* DATA *
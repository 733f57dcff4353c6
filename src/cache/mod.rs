//! Snapshot cache for cross-repo
//!
//! Snapshots are plain directory trees, one per resolved commit.
//!
//! ## Cache Structure
//!
//! ```text
//! <cache root>/
//! ├── .staging-XXXXXX/          (in-flight extraction, removed when done)
//! └── <org>/
//!     └── <repo>@<commit>/
//!         └── <repository tree>
//! ```
//!
//! The entry path depends only on org, repo and commit, never on the ref
//! that was asked for, so `master` and the commit it points at share an
//! entry. The cache is append-only: nothing here removes entries.

mod materialize;

use std::fs;
use std::path::{Path, PathBuf};

use walkdir::WalkDir;

pub use materialize::Materializer;

use crate::error::{CrossRepoError, Result, filesystem};
use crate::repository::Repository;

/// Default cache directory name under the user's cache directory
const CACHE_DIR: &str = "cross-repo";

/// Snapshots subdirectory within the default cache directory
const REPOS_DIR: &str = "repos";

/// Prefix of staging directories created under the cache root
pub const STAGING_PREFIX: &str = ".staging-";

/// Get the default cache root
///
/// Returns `~/.cache/cross-repo/repos` on Linux or the platform equivalent.
pub fn default_root() -> Result<PathBuf> {
    let base = dirs::cache_dir().ok_or(CrossRepoError::CacheDirUnavailable)?;
    Ok(base.join(CACHE_DIR).join(REPOS_DIR))
}

/// Path of the snapshot for `org/repo` at `sha` under `root`
pub fn entry_path(root: &Path, org: &str, repo: &str, sha: &str) -> PathBuf {
    root.join(org).join(format!("{repo}@{sha}"))
}

/// A cache rooted at a fixed directory
#[derive(Debug, Clone, PartialEq, Eq)]
pub struct Cache {
    root: PathBuf,
}

impl Cache {
    pub fn new(root: impl Into<PathBuf>) -> Self {
        Self { root: root.into() }
    }

    pub fn root(&self) -> &Path {
        &self.root
    }

    /// Where `repository` lives (or would live) in this cache
    pub fn entry_path(&self, repository: &Repository) -> PathBuf {
        entry_path(
            &self.root,
            &repository.org,
            &repository.repo,
            &repository.sha,
        )
    }

    /// Whether a snapshot for `repository` is present.
    ///
    /// Presence is trusted as completeness; contents are not verified.
    pub fn contains(&self, repository: &Repository) -> bool {
        self.entry_path(repository).exists()
    }

    /// List every snapshot in the cache, sorted by org, repo and commit
    pub fn entries(&self) -> Result<Vec<CacheEntry>> {
        if !self.root.is_dir() {
            return Ok(Vec::new());
        }

        let mut entries = Vec::new();

        for org_dir in read_visible_dirs(&self.root)? {
            let org = file_name(&org_dir);
            for snapshot in read_visible_dirs(&org_dir)? {
                let dir_name = file_name(&snapshot);
                let Some((repo, sha)) = dir_name.rsplit_once('@') else {
                    continue;
                };
                entries.push(CacheEntry {
                    org: org.clone(),
                    repo: repo.to_string(),
                    sha: sha.to_string(),
                    size: dir_size(&snapshot)?,
                    path: snapshot,
                });
            }
        }

        entries.sort_by(|a, b| (&a.org, &a.repo, &a.sha).cmp(&(&b.org, &b.repo, &b.sha)));
        Ok(entries)
    }

    /// Get cache statistics
    pub fn stats(&self) -> Result<CacheStats> {
        let entries = self.entries()?;

        let mut names: Vec<(&str, &str)> = entries
            .iter()
            .map(|e| (e.org.as_str(), e.repo.as_str()))
            .collect();
        names.dedup();

        Ok(CacheStats {
            repositories: names.len(),
            snapshots: entries.len(),
            total_size: entries.iter().map(|e| e.size).sum(),
        })
    }
}

/// One cached snapshot
#[derive(Debug, Clone, PartialEq, Eq)]
pub struct CacheEntry {
    pub org: String,
    pub repo: String,
    pub sha: String,
    pub path: PathBuf,
    /// Total size in bytes
    pub size: u64,
}

impl CacheEntry {
    /// `org/repo@sha`
    pub fn name(&self) -> String {
        format!("{}/{}@{}", self.org, self.repo, self.sha)
    }

    pub fn formatted_size(&self) -> String {
        format_size(self.size)
    }
}

/// Cache statistics
#[derive(Debug, Default, PartialEq, Eq)]
pub struct CacheStats {
    /// Number of distinct `org/repo` pairs
    pub repositories: usize,
    /// Number of cached commits
    pub snapshots: usize,
    /// Total size in bytes
    pub total_size: u64,
}

impl CacheStats {
    /// Format total size as human-readable string
    pub fn formatted_size(&self) -> String {
        format_size(self.total_size)
    }
}

#[allow(clippy::cast_precision_loss)]
fn format_size(bytes: u64) -> String {
    const KB: f64 = 1024.0;
    let size = bytes as f64;
    if size < KB {
        format!("{bytes} B")
    } else if size < KB * KB {
        format!("{:.1} KB", size / KB)
    } else if size < KB * KB * KB {
        format!("{:.1} MB", size / (KB * KB))
    } else {
        format!("{:.1} GB", size / (KB * KB * KB))
    }
}

/// Subdirectories of `dir`, skipping dot-prefixed ones (staging areas)
fn read_visible_dirs(dir: &Path) -> Result<Vec<PathBuf>> {
    let mut dirs = Vec::new();
    for entry in fs::read_dir(dir).map_err(|e| filesystem(dir, e))? {
        let entry = entry.map_err(|e| filesystem(dir, e))?;
        let path = entry.path();
        if path.is_dir() && !file_name(&path).starts_with('.') {
            dirs.push(path);
        }
    }
    Ok(dirs)
}

fn file_name(path: &Path) -> String {
    path.file_name()
        .map(|n| n.to_string_lossy().into_owned())
        .unwrap_or_default()
}

/// Calculate directory size recursively
fn dir_size(path: &Path) -> Result<u64> {
    let mut size = 0;
    for entry in WalkDir::new(path) {
        let entry = entry.map_err(|e| filesystem(path, e))?;
        if entry.file_type().is_file() {
            size += entry.metadata().map_err(|e| filesystem(entry.path(), e))?.len();
        }
    }
    Ok(size)
}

* GOAL OF THE EXERCISE *
Look through the listing above. Pick out each line with "staging" and copy it.

* THE COMPLETED TASK *
//! ├── .staging-XXXXXX/          (in-flight extraction, removed when done)
/// Prefix of staging directories created under the cache root
pub const STAGING_PREFIX: &str = ".staging-";
/// Subdirectories of `dir`, skipping dot-prefixed ones (staging areas)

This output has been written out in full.